§ Problem to work on:
Retype, word for word, each line between the lines holding "pub mod edges;" and "pub use text::ocr::OcrEngine;", inclusive, and leave the rest of the data alone.

§ Data:
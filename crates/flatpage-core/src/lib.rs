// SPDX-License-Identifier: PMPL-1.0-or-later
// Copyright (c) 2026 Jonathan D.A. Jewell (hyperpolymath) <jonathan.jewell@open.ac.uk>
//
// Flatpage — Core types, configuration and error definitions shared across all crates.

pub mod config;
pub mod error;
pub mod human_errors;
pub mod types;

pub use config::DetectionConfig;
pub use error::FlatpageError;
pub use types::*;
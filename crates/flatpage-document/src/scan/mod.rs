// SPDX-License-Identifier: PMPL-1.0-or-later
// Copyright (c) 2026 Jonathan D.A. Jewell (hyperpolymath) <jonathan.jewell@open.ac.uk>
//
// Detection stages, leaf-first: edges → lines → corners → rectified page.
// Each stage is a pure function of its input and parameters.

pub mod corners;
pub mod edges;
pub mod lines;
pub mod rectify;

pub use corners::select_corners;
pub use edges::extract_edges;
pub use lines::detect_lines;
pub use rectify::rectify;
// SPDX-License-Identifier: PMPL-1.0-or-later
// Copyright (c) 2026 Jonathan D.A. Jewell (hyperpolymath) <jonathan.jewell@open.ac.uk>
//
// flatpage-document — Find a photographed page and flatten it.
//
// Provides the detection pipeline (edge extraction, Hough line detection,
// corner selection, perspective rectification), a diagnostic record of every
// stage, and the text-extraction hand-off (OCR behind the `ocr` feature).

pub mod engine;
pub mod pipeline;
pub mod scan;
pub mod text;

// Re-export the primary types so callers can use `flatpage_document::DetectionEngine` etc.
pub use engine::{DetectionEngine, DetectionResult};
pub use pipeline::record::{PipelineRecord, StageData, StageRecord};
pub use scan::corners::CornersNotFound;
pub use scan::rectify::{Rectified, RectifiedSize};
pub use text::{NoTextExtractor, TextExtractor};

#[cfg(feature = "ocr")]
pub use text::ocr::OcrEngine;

...

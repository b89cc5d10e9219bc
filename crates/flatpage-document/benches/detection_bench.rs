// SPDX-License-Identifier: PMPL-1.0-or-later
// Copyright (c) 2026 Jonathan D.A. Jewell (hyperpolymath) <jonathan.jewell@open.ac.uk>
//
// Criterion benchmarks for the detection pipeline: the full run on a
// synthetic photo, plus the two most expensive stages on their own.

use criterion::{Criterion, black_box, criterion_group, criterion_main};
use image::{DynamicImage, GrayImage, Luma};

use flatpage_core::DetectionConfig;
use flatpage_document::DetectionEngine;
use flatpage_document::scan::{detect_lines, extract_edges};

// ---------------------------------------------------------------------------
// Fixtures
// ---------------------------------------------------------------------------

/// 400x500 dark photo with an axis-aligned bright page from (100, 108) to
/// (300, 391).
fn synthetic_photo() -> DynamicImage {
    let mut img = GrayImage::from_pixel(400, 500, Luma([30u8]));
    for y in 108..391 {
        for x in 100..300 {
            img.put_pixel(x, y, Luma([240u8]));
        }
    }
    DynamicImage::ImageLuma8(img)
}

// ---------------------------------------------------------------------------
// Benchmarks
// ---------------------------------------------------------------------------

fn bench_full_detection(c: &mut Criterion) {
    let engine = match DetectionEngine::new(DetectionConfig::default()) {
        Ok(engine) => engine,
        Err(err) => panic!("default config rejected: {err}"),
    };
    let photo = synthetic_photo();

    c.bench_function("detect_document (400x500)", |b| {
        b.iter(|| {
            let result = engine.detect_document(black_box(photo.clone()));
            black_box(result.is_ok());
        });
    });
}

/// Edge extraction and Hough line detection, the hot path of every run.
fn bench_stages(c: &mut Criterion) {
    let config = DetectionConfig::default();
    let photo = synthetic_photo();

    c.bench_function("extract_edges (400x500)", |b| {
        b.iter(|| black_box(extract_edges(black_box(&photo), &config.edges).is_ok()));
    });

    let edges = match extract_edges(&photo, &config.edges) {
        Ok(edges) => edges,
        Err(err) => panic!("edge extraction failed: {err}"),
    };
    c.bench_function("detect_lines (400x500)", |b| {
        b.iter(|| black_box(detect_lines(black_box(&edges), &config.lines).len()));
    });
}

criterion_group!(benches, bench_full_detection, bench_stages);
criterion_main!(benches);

...

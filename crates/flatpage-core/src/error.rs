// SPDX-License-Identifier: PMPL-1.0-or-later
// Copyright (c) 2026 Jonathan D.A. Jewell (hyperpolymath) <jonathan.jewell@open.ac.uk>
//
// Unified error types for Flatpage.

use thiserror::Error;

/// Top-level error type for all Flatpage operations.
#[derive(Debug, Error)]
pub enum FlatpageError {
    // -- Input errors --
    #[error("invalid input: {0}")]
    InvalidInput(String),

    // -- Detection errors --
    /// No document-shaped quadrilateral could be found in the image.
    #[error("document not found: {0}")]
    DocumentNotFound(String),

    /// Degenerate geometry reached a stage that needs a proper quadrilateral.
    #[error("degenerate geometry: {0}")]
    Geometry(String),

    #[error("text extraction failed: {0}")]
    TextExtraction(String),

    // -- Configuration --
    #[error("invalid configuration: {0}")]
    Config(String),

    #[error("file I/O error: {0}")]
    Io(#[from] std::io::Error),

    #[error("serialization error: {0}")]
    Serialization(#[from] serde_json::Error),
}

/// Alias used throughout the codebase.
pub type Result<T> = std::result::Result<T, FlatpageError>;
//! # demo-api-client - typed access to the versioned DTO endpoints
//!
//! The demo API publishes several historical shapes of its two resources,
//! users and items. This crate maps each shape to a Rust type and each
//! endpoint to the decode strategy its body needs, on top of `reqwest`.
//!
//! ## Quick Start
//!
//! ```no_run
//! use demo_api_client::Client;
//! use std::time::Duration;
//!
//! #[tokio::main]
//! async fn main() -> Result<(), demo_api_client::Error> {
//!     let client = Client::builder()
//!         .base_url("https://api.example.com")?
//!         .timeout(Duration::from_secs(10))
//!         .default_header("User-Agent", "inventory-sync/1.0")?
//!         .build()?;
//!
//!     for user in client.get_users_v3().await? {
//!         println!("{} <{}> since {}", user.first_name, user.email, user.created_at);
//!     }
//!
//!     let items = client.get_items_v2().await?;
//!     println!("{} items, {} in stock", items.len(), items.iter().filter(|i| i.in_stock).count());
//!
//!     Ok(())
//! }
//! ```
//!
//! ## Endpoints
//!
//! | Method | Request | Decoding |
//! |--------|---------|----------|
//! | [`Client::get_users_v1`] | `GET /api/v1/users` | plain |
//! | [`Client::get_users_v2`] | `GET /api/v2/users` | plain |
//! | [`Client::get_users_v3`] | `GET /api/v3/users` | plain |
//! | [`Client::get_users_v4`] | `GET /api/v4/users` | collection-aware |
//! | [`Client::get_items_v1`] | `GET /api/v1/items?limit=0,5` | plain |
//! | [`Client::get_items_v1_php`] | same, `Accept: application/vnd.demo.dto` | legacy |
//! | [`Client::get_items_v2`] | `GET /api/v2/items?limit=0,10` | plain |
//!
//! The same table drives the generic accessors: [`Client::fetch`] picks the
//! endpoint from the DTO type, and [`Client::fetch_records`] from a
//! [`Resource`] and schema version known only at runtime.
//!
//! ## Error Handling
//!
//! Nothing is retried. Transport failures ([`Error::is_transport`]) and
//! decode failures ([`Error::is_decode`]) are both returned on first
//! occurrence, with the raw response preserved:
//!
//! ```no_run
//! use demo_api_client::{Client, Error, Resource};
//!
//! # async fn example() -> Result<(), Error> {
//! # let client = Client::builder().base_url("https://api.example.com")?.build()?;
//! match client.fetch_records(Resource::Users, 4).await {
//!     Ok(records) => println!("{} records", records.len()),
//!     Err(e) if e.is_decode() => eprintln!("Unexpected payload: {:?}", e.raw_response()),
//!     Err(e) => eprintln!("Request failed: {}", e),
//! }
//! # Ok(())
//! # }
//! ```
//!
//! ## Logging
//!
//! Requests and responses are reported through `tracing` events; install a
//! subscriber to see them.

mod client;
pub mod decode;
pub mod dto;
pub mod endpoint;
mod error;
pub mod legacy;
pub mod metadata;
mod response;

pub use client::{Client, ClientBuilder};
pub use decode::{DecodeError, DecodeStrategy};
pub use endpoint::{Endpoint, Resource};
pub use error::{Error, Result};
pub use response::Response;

§ Solution to this task:
pub mod edges;
pub mod lines;
pub mod rectify;

pub use corners::select_corners;
pub use edges::extract_edges;
pub use lines::detect_lines;
pub use rectify::rectify;
// SPDX-License-Identifier: PMPL-1.0-or-later
// Copyright (c) 2026 Jonathan D.A. Jewell (hyperpolymath) <jonathan.jewell@open.ac.uk>
//
// flatpage-document — Find a photographed page and flatten it.
//
// Provides the detection pipeline (edge extraction, Hough line detection,
// corner selection, perspective rectification), a diagnostic record of every
// stage, and the text-extraction hand-off (OCR behind the `ocr` feature).

pub mod engine;
pub mod pipeline;
pub mod scan;
pub mod text;

// Re-export the primary types so callers can use `flatpage_document::DetectionEngine` etc.
pub use engine::{DetectionEngine, DetectionResult};
pub use pipeline::record::{PipelineRecord, StageData, StageRecord};
pub use scan::corners::CornersNotFound;
pub use scan::rectify::{Rectified, RectifiedSize};
pub use text::{NoTextExtractor, TextExtractor};

#[cfg(feature = "ocr")]
pub use text::ocr::OcrEngine;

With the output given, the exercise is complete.